## TASK GOAL
Give back every line of the material exactly, as it appears below.

------

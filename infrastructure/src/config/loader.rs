//! Configuration file loader with multi-source merging

use super::file_config::FileConfig;
use figment::{
    Figment,
    providers::{Env, Format, Serialized, Toml},
};
use std::path::PathBuf;

const APP_DIR: &str = "panel-consensus";
const PROJECT_FILES: [&str; 2] = ["panel-consensus.toml", ".panel-consensus.toml"];
const ENV_PREFIX: &str = "PANEL_CONSENSUS_";

/// Configuration loader that handles file discovery and merging
pub struct ConfigLoader;

impl ConfigLoader {
    /// Load configuration from all sources with proper priority
    ///
    /// Environment variables use `__` between section and key, e.g.
    /// `PANEL_CONSENSUS_ANALYSIS__COMPARATOR=strict`.
    pub fn load(config_path: Option<&PathBuf>) -> Result<FileConfig, Box<figment::Error>> {
        let mut figment = Figment::new().merge(Serialized::defaults(FileConfig::default()));

        if let Some(global_path) = Self::global_config_path()
            && global_path.exists()
        {
            figment = figment.merge(Toml::file(&global_path));
        }

        if let Some(path) = Self::project_config_path() {
            figment = figment.merge(Toml::file(&path));
        }

        figment = figment.merge(Env::prefixed(ENV_PREFIX).split("__"));

        if let Some(path) = config_path {
            figment = figment.merge(Toml::file(path));
        }

        figment.extract().map_err(Box::new)
    }

    /// Load only default configuration (for --no-config)
    pub fn load_defaults() -> FileConfig {
        FileConfig::default()
    }

    /// Get the global config file path
    ///
    /// Returns XDG_CONFIG_HOME/panel-consensus/config.toml if set,
    /// otherwise falls back to ~/.config/panel-consensus/config.toml
    pub fn global_config_path() -> Option<PathBuf> {
        dirs::config_dir().map(|d| d.join(APP_DIR).join("config.toml"))
    }

    /// Get the project-level config file path (if it exists)
    pub fn project_config_path() -> Option<PathBuf> {
        PROJECT_FILES
            .iter()
            .map(PathBuf::from)
            .find(|path| path.exists())
    }

    /// Print the config file locations being used (for debugging)
    pub fn print_config_sources(explicit: Option<&PathBuf>) {
        println!("Configuration sources (in priority order):");

        if let Some(path) = explicit {
            let mark = if path.exists() { "FOUND" } else { "MISSING" };
            println!("  [{:<7}] Explicit: {}", mark, path.display());
        }

        println!("  [       ] Env:      {}*", ENV_PREFIX);

        match Self::project_config_path() {
            Some(path) => println!("  [FOUND  ] Project:  {}", path.display()),
            None => println!("  [       ] Project:  ./{} or ./{}", PROJECT_FILES[0], PROJECT_FILES[1]),
        }

        if let Some(path) = Self::global_config_path() {
            let mark = if path.exists() { "FOUND" } else { "" };
            println!("  [{:<7}] Global:   {}", mark, path.display());
        }

        println!("  [       ] Default:  built-in defaults");
    }
}

#[cfg(test)]
mod tests {
    use super::*;
    use consensus_domain::ComparatorKind;
    use std::io::Write;

    #[test]
    fn test_load_defaults() {
        let config = ConfigLoader::load_defaults();
        assert_eq!(config.analysis.comparator, "containment");
        assert_eq!(config.campaign.rerun_count, 3);
        assert!(config.output.color);
    }

    #[test]
    fn test_global_config_path_returns_some() {
        let path = ConfigLoader::global_config_path();
        assert!(path.is_some());
        assert!(path.unwrap().to_string_lossy().contains(APP_DIR));
    }

    #[test]
    fn test_explicit_file_overrides_defaults() {
        let dir = tempfile::tempdir().unwrap();
        let path = dir.path().join("custom.toml");
        let mut file = std::fs::File::create(&path).unwrap();
        writeln!(
            file,
            r#"
[analysis]
comparator = "strict"

[campaign]
max_concurrency = 8
"#
        )
        .unwrap();

        let config = ConfigLoader::load(Some(&path)).unwrap();
        assert_eq!(config.analysis.parse_comparator().0, ComparatorKind::Strict);
        assert_eq!(config.campaign.max_concurrency, 8);
        // untouched keys keep their defaults
        assert_eq!(config.campaign.rerun_count, 3);
        assert_eq!(config.analysis.consensus_window, 10);
    }

    #[test]
    fn test_malformed_explicit_file_is_error() {
        let dir = tempfile::tempdir().unwrap();
        let path = dir.path().join("broken.toml");
        std::fs::write(&path, "[campaign]\nrerun_count = \"many\"\n").unwrap();
        assert!(ConfigLoader::load(Some(&path)).is_err());
    }
}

------

## RESPONSE BELOW
filename infrastructure/src/config/loader.rs
//! Configuration file loader with multi-source merging

use super::file_config::FileConfig;
use figment::{
    Figment,
    providers::{Env, Format, Serialized, Toml},
};
use std::path::PathBuf;

const APP_DIR: &str = "panel-consensus";
const PROJECT_FILES: [&str; 2] = ["panel-consensus.toml", ".panel-consensus.toml"];
const ENV_PREFIX: &str = "PANEL_CONSENSUS_";

/// Configuration loader that handles file discovery and merging
pub struct ConfigLoader;

impl ConfigLoader {
    /// Load configuration from all sources with proper priority
    ///
    /// Environment variables use `__` between section and key, e.g.
    /// `PANEL_CONSENSUS_ANALYSIS__COMPARATOR=strict`.
    pub fn load(config_path: Option<&PathBuf>) -> Result<FileConfig, Box<figment::Error>> {
        let mut figment = Figment::new().merge(Serialized::defaults(FileConfig::default()));

        if let Some(global_path) = Self::global_config_path()
            && global_path.exists()
        {
            figment = figment.merge(Toml::file(&global_path));
        }

        if let Some(path) = Self::project_config_path() {
            figment = figment.merge(Toml::file(&path));
        }

        figment = figment.merge(Env::prefixed(ENV_PREFIX).split("__"));

        if let Some(path) = config_path {
            figment = figment.merge(Toml::file(path));
        }

        figment.extract().map_err(Box::new)
    }

    /// Load only default configuration (for --no-config)
    pub fn load_defaults() -> FileConfig {
        FileConfig::default()
    }

    /// Get the global config file path
    ///
    /// Returns XDG_CONFIG_HOME/panel-consensus/config.toml if set,
    /// otherwise falls back to ~/.config/panel-consensus/config.toml
    pub fn global_config_path() -> Option<PathBuf> {
        dirs::config_dir().map(|d| d.join(APP_DIR).join("config.toml"))
    }

    /// Get the project-level config file path (if it exists)
    pub fn project_config_path() -> Option<PathBuf> {
        PROJECT_FILES
            .iter()
            .map(PathBuf::from)
            .find(|path| path.exists())
    }

    /// Print the config file locations being used (for debugging)
    pub fn print_config_sources(explicit: Option<&PathBuf>) {
        println!("Configuration sources (in priority order):");

        if let Some(path) = explicit {
            let mark = if path.exists() { "FOUND" } else { "MISSING" };
            println!("  [{:<7}] Explicit: {}", mark, path.display());
        }

        println!("  [       ] Env:      {}*", ENV_PREFIX);

        match Self::project_config_path() {
            Some(path) => println!("  [FOUND  ] Project:  {}", path.display()),
            None => println!("  [       ] Project:  ./{} or ./{}", PROJECT_FILES[0], PROJECT_FILES[1]),
        }

        if let Some(path) = Self::global_config_path() {
            let mark = if path.exists() { "FOUND" } else { "" };
            println!("  [{:<7}] Global:   {}", mark, path.display());
        }

        println!("  [       ] Default:  built-in defaults");
    }
}

#[cfg(test)]
mod tests {
    use super::*;
    use consensus_domain::ComparatorKind;
    use std::io::Write;

    #[test]
    fn test_load_defaults() {
        let config = ConfigLoader::load_defaults();
        assert_eq!(config.analysis.comparator, "containment");
        assert_eq!(config.campaign.rerun_count, 3);
        assert!(config.output.color);
    }

    #[test]
    fn test_global_config_path_returns_some() {
        let path = ConfigLoader::global_config_path();
        assert!(path.is_some());
        assert!(path.unwrap().to_string_lossy().contains(APP_DIR));
    }

    #[test]
    fn test_explicit_file_overrides_defaults() {
        let dir = tempfile::tempdir().unwrap();
        let path = dir.path().join("custom.toml");
        let mut file = std::fs::File::create(&path).unwrap();
        writeln!(
            file,
            r#"
[analysis]
comparator = "strict"

[campaign]
max_concurrency = 8
"#
        )
        .unwrap();

        let config = ConfigLoader::load(Some(&path)).unwrap();
        assert_eq!(config.analysis.parse_comparator().0, ComparatorKind::Strict);
        assert_eq!(config.campaign.max_concurrency, 8);
        // untouched keys keep their defaults
        assert_eq!(config.campaign.rerun_count, 3);
        assert_eq!(config.analysis.consensus_window, 10);
    }

    #[test]
    fn test_malformed_explicit_file_is_error() {
        let dir = tempfile::tempdir().unwrap();
        let path = dir.path().join("broken.toml");
        std::fs::write(&path, "[campaign]\nrerun_count = \"many\"\n").unwrap();
        assert!(ConfigLoader::load(Some(&path)).is_err());
    }
}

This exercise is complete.